Utilization of the Root Cellar

If you’re lucky enough to have a root cellar, the storage of foodstuffs and other garden produce can be an easy walk.

A root cellar is a partially or fully underground storage facility. These types of structures are prevalent in farms, homes, or in the homes of people living in the countryside.

A root cellar is an uncontrolled and cool temperature that is ideal for storing.

Another way to store foods is to create an insignificant hole about 2 feet deep within your backyard. After that, you arrange straws around the hole, add cabbages to it and cover the hole with straws.

This method is very well-known in regions that experience winter because it is usually used during the fall and winter. Low temperatures can extend the shelf’s lifespan for several months.

How to Tell if a Cabbage is Past The Eat-By Date

It is easy to identify an old cabbage consumption by observing the following simple signs:

The Wilting Leaves

A cabbage that is shriveled and lacking moisture suggests a large extent of spoilage. The cabbage is bland and is best to throw away.

The Strong Aroma

A damaged cabbage emits the smell of a strong, pungent odor that makes it unpleasant.

Discoloration of Leaves Flesh, Leaves, and Edges

Be on the lookout for any parts that are turning dark.
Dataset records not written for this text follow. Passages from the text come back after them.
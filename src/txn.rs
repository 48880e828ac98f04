//! Batched copy-on-write mutation.
//!
//! A [`Transaction`] starts from a snapshot's root and copies a node the
//! first time a write path reaches it. Copies are owned by the transaction
//! alone (refcount 1), so later writes through the same path edit them in
//! place via [`Arc::make_mut`]; nodes still shared with a published
//! snapshot are cloned instead. Committing hands the new root to a fresh
//! [`Tree`] and leaves every earlier snapshot untouched.

use std::fmt;
use std::sync::Arc;

use tracing::{debug, trace, warn};

use crate::error::{Error, Result};
use crate::node::{longest_common_prefix, Edge, LeafNode, Node, Prefix};
use crate::tree::Tree;

/// One recorded mutation.
#[derive(Debug, Clone, PartialEq, Eq)]
pub enum Change {
    Insert(Box<[u8]>),
    Delete(Box<[u8]>),
    DeletePrefix(Box<[u8]>),
}

impl Change {
    /// The key (or prefix) the change applies to.
    pub fn key(&self) -> &[u8] {
        match self {
            Change::Insert(k) | Change::Delete(k) | Change::DeletePrefix(k) => k,
        }
    }

    /// Whether the change can affect a key starting with `prefix`.
    pub fn touches(&self, prefix: &[u8]) -> bool {
        match self {
            Change::Insert(k) | Change::Delete(k) => k.starts_with(prefix),
            Change::DeletePrefix(p) => p.starts_with(prefix) || prefix.starts_with(p),
        }
    }
}

type CommitHook<V> = Arc<dyn Fn(&Tree<V>, &[Change]) + Send + Sync>;

/// A batch of writes against one snapshot.
pub struct Transaction<V> {
    root: Arc<Node<V>>,
    size: usize,
    changes: Option<Vec<Change>>,
    hooks: Vec<CommitHook<V>>,
    max_key_len: Option<usize>,
}

impl<V> Transaction<V> {
    pub(crate) fn new(tree: &Tree<V>) -> Self {
        Self {
            root: Arc::clone(&tree.root),
            size: tree.size,
            changes: None,
            hooks: Vec::new(),
            max_key_len: None,
        }
    }

    /// Number of keys in the transaction's working tree.
    pub fn len(&self) -> usize {
        self.size
    }

    pub fn is_empty(&self) -> bool {
        self.size == 0
    }

    /// Starts or stops recording [`Change`]s. Stopping drops what was
    /// recorded so far.
    pub fn track_changes(&mut self, enabled: bool) {
        match (enabled, self.changes.is_some()) {
            (true, false) => self.changes = Some(Vec::new()),
            (false, true) => self.changes = None,
            _ => {}
        }
    }

    /// Changes recorded so far, in application order.
    pub fn changes(&self) -> &[Change] {
        self.changes.as_deref().unwrap_or(&[])
    }

    /// Registers a callback run by [`commit`](Self::commit) with the new tree
    /// and the recorded changes.
    pub fn on_commit<F>(&mut self, hook: F)
    where
        F: Fn(&Tree<V>, &[Change]) + Send + Sync + 'static,
    {
        self.hooks.push(Arc::new(hook));
    }

    /// Rejects keys longer than `max` in [`try_insert`](Self::try_insert).
    pub fn set_max_key_len(&mut self, max: Option<usize>) {
        self.max_key_len = max;
    }

    pub fn get(&self, key: &[u8]) -> Option<&V> {
        self.root.find_leaf(key).map(|leaf| leaf.value())
    }

    fn record(&mut self, change: impl FnOnce() -> Change) {
        if let Some(changes) = &mut self.changes {
            changes.push(change());
        }
    }

    /// Publishes the working tree and runs the commit hooks.
    pub fn commit(self) -> Tree<V> {
        let tree = Tree::from_parts(self.root, self.size);
        let changes = self.changes.unwrap_or_default();
        debug!(
            size = tree.size,
            changes = changes.len(),
            hooks = self.hooks.len(),
            "transaction committed"
        );
        for hook in &self.hooks {
            hook(&tree, &changes);
        }
        tree
    }

    /// Publishes the working tree without running any hook.
    pub fn commit_only(self) -> Tree<V> {
        Tree::from_parts(self.root, self.size)
    }
}

impl<V: Clone> Transaction<V> {
    /// Maps `key` to `value`, returning the replaced value.
    pub fn insert(&mut self, key: &[u8], value: V) -> Option<V> {
        let leaf = Arc::new(LeafNode::new(key, value));
        let old = insert_rec(&mut self.root, key, leaf);
        if old.is_none() {
            self.size += 1;
        }
        self.record(|| Change::Insert(key.into()));
        old
    }

    /// Like [`insert`](Self::insert), but refuses keys over the configured
    /// maximum length.
    pub fn try_insert(&mut self, key: &[u8], value: V) -> Result<Option<V>> {
        if let Some(max) = self.max_key_len {
            if key.len() > max {
                warn!(size = key.len(), max, "rejecting oversized key");
                return Err(Error::KeyTooLarge {
                    size: key.len(),
                    max,
                });
            }
        }
        Ok(self.insert(key, value))
    }

    /// Removes `key`, returning its value.
    pub fn delete(&mut self, key: &[u8]) -> Option<V> {
        let old = self.root.find_leaf(key)?.value().clone();
        let removal = delete_rec(&mut self.root, key, true);
        debug_assert!(removal.found);
        self.size -= 1;
        self.record(|| Change::Delete(key.into()));
        Some(old)
    }

    /// Removes every key starting with `prefix`, returning how many there
    /// were.
    pub fn delete_prefix(&mut self, prefix: &[u8]) -> usize {
        let Some(subtree) = self.root.subtree_for_prefix(prefix) else {
            return 0;
        };
        let expected = subtree.leaves_in_subtree();

        let removed = if prefix.is_empty() {
            self.root = Arc::new(Node::new());
            expected
        } else {
            delete_prefix_rec(&mut self.root, prefix, true)
        };
        debug_assert_eq!(removed, expected);
        trace!(
            prefix = %String::from_utf8_lossy(prefix),
            removed,
            "deleted prefix"
        );

        self.size -= removed;
        self.record(|| Change::DeletePrefix(prefix.into()));
        removed
    }
}

/// Inserts `leaf` at `search` below `slot`, copying the node first if it is
/// shared. Returns the value of a replaced leaf.
fn insert_rec<V: Clone>(slot: &mut Arc<Node<V>>, search: &[u8], leaf: Arc<LeafNode<V>>) -> Option<V> {
    let node = Arc::make_mut(slot);

    if search.is_empty() {
        let old = node.leaf.replace(leaf);
        node.compute_links();
        return old.map(|l| l.value().clone());
    }

    let label = search[0];
    let idx = match node.edge_index(label) {
        Ok(idx) => idx,
        Err(_) => {
            node.add_edge(Edge::new(label, Arc::new(Node::with_leaf(search, leaf))));
            node.compute_links();
            return None;
        }
    };

    let child_prefix_len = node.edges[idx].node.prefix.len();
    let common = longest_common_prefix(search, &node.edges[idx].node.prefix);

    if common == child_prefix_len {
        let old = insert_rec(&mut node.edges[idx].node, &search[common..], leaf);
        node.compute_links();
        return old;
    }

    // The key diverges inside the child's prefix: put a split node in front.
    trace!(label, common, "splitting edge");
    let mut split = Node::with_prefix(&search[..common]);
    {
        // Trim through the edge so a transaction-owned child is edited in place.
        let child = Arc::make_mut(&mut node.edges[idx].node);
        child.prefix = Prefix::from_slice(&child.prefix[common..]);
    }
    let existing = Arc::clone(&node.edges[idx].node);
    split.add_edge(Edge::new(existing.prefix[0], existing));

    let rest = &search[common..];
    if rest.is_empty() {
        split.leaf = Some(leaf);
    } else {
        split.add_edge(Edge::new(rest[0], Arc::new(Node::with_leaf(rest, leaf))));
    }
    split.compute_links();

    node.replace_edge(Edge::new(label, Arc::new(split)));
    node.compute_links();
    None
}

/// Outcome of [`delete_rec`] for one node.
#[derive(Debug, Clone, Copy)]
struct Removal {
    /// A leaf was removed somewhere below.
    found: bool,
    /// The node has neither leaf nor edges and must be unlinked by its parent.
    now_empty: bool,
}

/// Removes the leaf at `search` below `slot`. The caller has checked that it
/// exists.
fn delete_rec<V: Clone>(slot: &mut Arc<Node<V>>, search: &[u8], is_root: bool) -> Removal {
    let node = Arc::make_mut(slot);

    let found = if search.is_empty() {
        node.leaf.take().is_some()
    } else {
        let label = search[0];
        let Ok(idx) = node.edge_index(label) else {
            return Removal {
                found: false,
                now_empty: false,
            };
        };
        let plen = node.edges[idx].node.prefix.len();
        let below = delete_rec(&mut node.edges[idx].node, &search[plen..], false);
        if below.now_empty {
            node.del_edge(label);
        }
        below.found
    };

    if !is_root && node.leaf.is_none() && node.edges.len() == 1 {
        trace!(prefix_len = node.prefix.len(), "merging single child");
        node.merge_child();
    } else {
        node.compute_links();
    }
    Removal {
        found,
        now_empty: !is_root && node.is_empty(),
    }
}

/// Drops every subtree below `slot` whose keys start with `search`. Returns
/// the number of leaves removed.
fn delete_prefix_rec<V: Clone>(slot: &mut Arc<Node<V>>, search: &[u8], is_root: bool) -> usize {
    let node = Arc::make_mut(slot);

    let label = search[0];
    let Ok(idx) = node.edge_index(label) else {
        return 0;
    };
    let child = &node.edges[idx].node;

    let removed = if child.prefix.starts_with(search) {
        let removed = child.leaves_in_subtree;
        node.del_edge(label);
        removed
    } else if search.len() > child.prefix.len() && search.starts_with(&child.prefix) {
        let plen = child.prefix.len();
        let removed = delete_prefix_rec(&mut node.edges[idx].node, &search[plen..], false);
        if node.edges[idx].node.is_empty() {
            node.del_edge(label);
        }
        removed
    } else {
        return 0;
    };

    if !is_root && node.leaf.is_none() && node.edges.len() == 1 {
        node.merge_child();
    } else {
        node.compute_links();
    }
    removed
}

impl<V> Clone for Transaction<V> {
    /// Forks the transaction. Both copies share nodes again, so the first
    /// write on either side copies what it touches.
    fn clone(&self) -> Self {
        Self {
            root: Arc::clone(&self.root),
            size: self.size,
            changes: self.changes.clone(),
            hooks: self.hooks.clone(),
            max_key_len: self.max_key_len,
        }
    }
}

impl<V> fmt::Debug for Transaction<V> {
    fn fmt(&self, f: &mut fmt::Formatter<'_>) -> fmt::Result {
        f.debug_struct("Transaction")
            .field("size", &self.size)
            .field("tracking", &self.changes.is_some())
            .field("hooks", &self.hooks.len())
            .finish()
    }
}

impl<K: AsRef<[u8]>, V: Clone> Extend<(K, V)> for Transaction<V> {
    fn extend<I: IntoIterator<Item = (K, V)>>(&mut self, iter: I) {
        for (k, v) in iter {
            self.insert(k.as_ref(), v);
        }
    }
}
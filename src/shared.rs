//! A shared publish point for tree snapshots.
//!
//! [`SharedTree`] keeps the current [`Tree`] behind a lock. Readers clone the
//! snapshot and then work lock-free; writers are serialized and each
//! successful [`update`](SharedTree::update) swaps in exactly one new root.

use std::convert::Infallible;
use std::sync::atomic::{AtomicU64, Ordering};
use std::sync::Arc;

use parking_lot::{Mutex, RwLock};
use tracing::debug;

use crate::error::{Error, Result};
use crate::tree::Tree;
use crate::txn::{Change, Transaction};

/// Configuration for a [`SharedTree`].
#[derive(Debug, Clone)]
pub struct Config {
    /// Longest key accepted by [`SharedTree::insert`]. `None` means no limit.
    pub max_key_len: Option<usize>,
    /// Record changes in every update. Watchers only fire when this is on.
    pub track_changes: bool,
}

impl Default for Config {
    fn default() -> Self {
        Self {
            max_key_len: None,
            track_changes: true,
        }
    }
}

impl Config {
    pub fn validate(&self) -> Result<()> {
        if self.max_key_len == Some(0) {
            return Err(Error::InvalidConfig(
                "max_key_len must be greater than zero".to_string(),
            ));
        }
        Ok(())
    }
}

/// Handle returned by [`SharedTree::watch`].
#[derive(Debug, Clone, Copy, PartialEq, Eq, Hash)]
pub struct WatchId(u64);

type WatchFn<V> = Arc<dyn Fn(&Tree<V>, &[Change]) + Send + Sync>;

struct Watcher<V> {
    id: WatchId,
    prefix: Box<[u8]>,
    callback: WatchFn<V>,
}

/// The current snapshot plus a serialized writer path.
pub struct SharedTree<V> {
    current: RwLock<Tree<V>>,
    writer: Mutex<()>,
    watchers: RwLock<Vec<Watcher<V>>>,
    next_watch_id: AtomicU64,
    config: Config,
}

impl<V> SharedTree<V> {
    pub fn new() -> Self {
        Self::from_tree(Tree::new(), Config::default())
    }

    /// Creates an empty shared tree after validating `config`.
    pub fn with_config(config: Config) -> Result<Self> {
        config.validate()?;
        Ok(Self::from_tree(Tree::new(), config))
    }

    /// Seeds a shared tree with an existing snapshot.
    pub fn from_snapshot(tree: Tree<V>, config: Config) -> Result<Self> {
        config.validate()?;
        Ok(Self::from_tree(tree, config))
    }

    fn from_tree(tree: Tree<V>, config: Config) -> Self {
        Self {
            current: RwLock::new(tree),
            writer: Mutex::new(()),
            watchers: RwLock::new(Vec::new()),
            next_watch_id: AtomicU64::new(1),
            config,
        }
    }

    pub fn config(&self) -> &Config {
        &self.config
    }

    /// The current snapshot. Later updates do not affect it.
    pub fn snapshot(&self) -> Tree<V> {
        self.current.read().clone()
    }

    pub fn len(&self) -> usize {
        self.current.read().len()
    }

    pub fn is_empty(&self) -> bool {
        self.current.read().is_empty()
    }

    /// Calls `callback` after every commit that changes a key starting with
    /// `prefix`.
    pub fn watch<F>(&self, prefix: &[u8], callback: F) -> WatchId
    where
        F: Fn(&Tree<V>, &[Change]) + Send + Sync + 'static,
    {
        let id = WatchId(self.next_watch_id.fetch_add(1, Ordering::Relaxed));
        self.watchers.write().push(Watcher {
            id,
            prefix: prefix.into(),
            callback: Arc::new(callback),
        });
        id
    }

    /// Removes a watcher. Returns `false` if it was already gone.
    pub fn unwatch(&self, id: WatchId) -> bool {
        let mut watchers = self.watchers.write();
        let before = watchers.len();
        watchers.retain(|w| w.id != id);
        watchers.len() != before
    }

    /// Runs `f` on a transaction over the current snapshot and publishes the
    /// result if `f` succeeds. On error nothing is published.
    pub fn update<R, F>(&self, f: F) -> Result<R>
    where
        F: FnOnce(&mut Transaction<V>) -> Result<R>,
    {
        self.run(f)
    }

    fn run<R, E>(
        &self,
        f: impl FnOnce(&mut Transaction<V>) -> std::result::Result<R, E>,
    ) -> std::result::Result<R, E> {
        let writer = self.writer.lock();

        let mut txn = self.current.read().txn();
        txn.track_changes(self.config.track_changes);
        txn.set_max_key_len(self.config.max_key_len);

        let out = f(&mut txn)?;
        let changes = txn.changes().to_vec();
        let tree = txn.commit();
        *self.current.write() = tree.clone();
        drop(writer);

        debug!(size = tree.len(), changes = changes.len(), "published snapshot");
        self.notify(&tree, &changes);
        Ok(out)
    }

    fn notify(&self, tree: &Tree<V>, changes: &[Change]) {
        if changes.is_empty() {
            return;
        }
        let hit: Vec<WatchFn<V>> = self
            .watchers
            .read()
            .iter()
            .filter(|w| changes.iter().any(|c| c.touches(&w.prefix)))
            .map(|w| Arc::clone(&w.callback))
            .collect();
        if !hit.is_empty() {
            debug!(watchers = hit.len(), "notifying watchers");
        }
        for callback in hit {
            callback(tree, changes);
        }
    }
}

impl<V: Clone> SharedTree<V> {
    pub fn get(&self, key: &[u8]) -> Option<V> {
        self.current.read().get(key).cloned()
    }

    /// Inserts one key, honouring the configured key length limit.
    pub fn insert(&self, key: &[u8], value: V) -> Result<Option<V>> {
        self.update(|txn| txn.try_insert(key, value))
    }

    pub fn delete(&self, key: &[u8]) -> Option<V> {
        self.apply(|txn| txn.delete(key))
    }

    /// Removes every key starting with `prefix` and returns the count.
    pub fn delete_prefix(&self, prefix: &[u8]) -> usize {
        self.apply(|txn| txn.delete_prefix(prefix))
    }

    fn apply<R>(&self, f: impl FnOnce(&mut Transaction<V>) -> R) -> R {
        self.run(|txn| Ok::<_, Infallible>(f(txn)))
            .unwrap_or_else(|never| match never {})
    }
}

impl<V> Default for SharedTree<V> {
    fn default() -> Self {
        Self::new()
    }
}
You can remove them and then use the remainder or throw away the entire cabbage if it is completely discolored.

A simple cabbage can be a diverse and nutritious vegetable that you can stock up on at your home. The numerous methods to store and use cabbage will help you avoid many trips to the market or the garden.

Norah Clark

Norah Clark

Norah Clark, the founder and editor of YummyTasteFood! She's a seasoned food writer and editor with over a decade of experience in the hospitality industry as a former pastry chef, sous chef, and barista. When not writing about food, she explores new recipes or travels the world for culinary inspiration.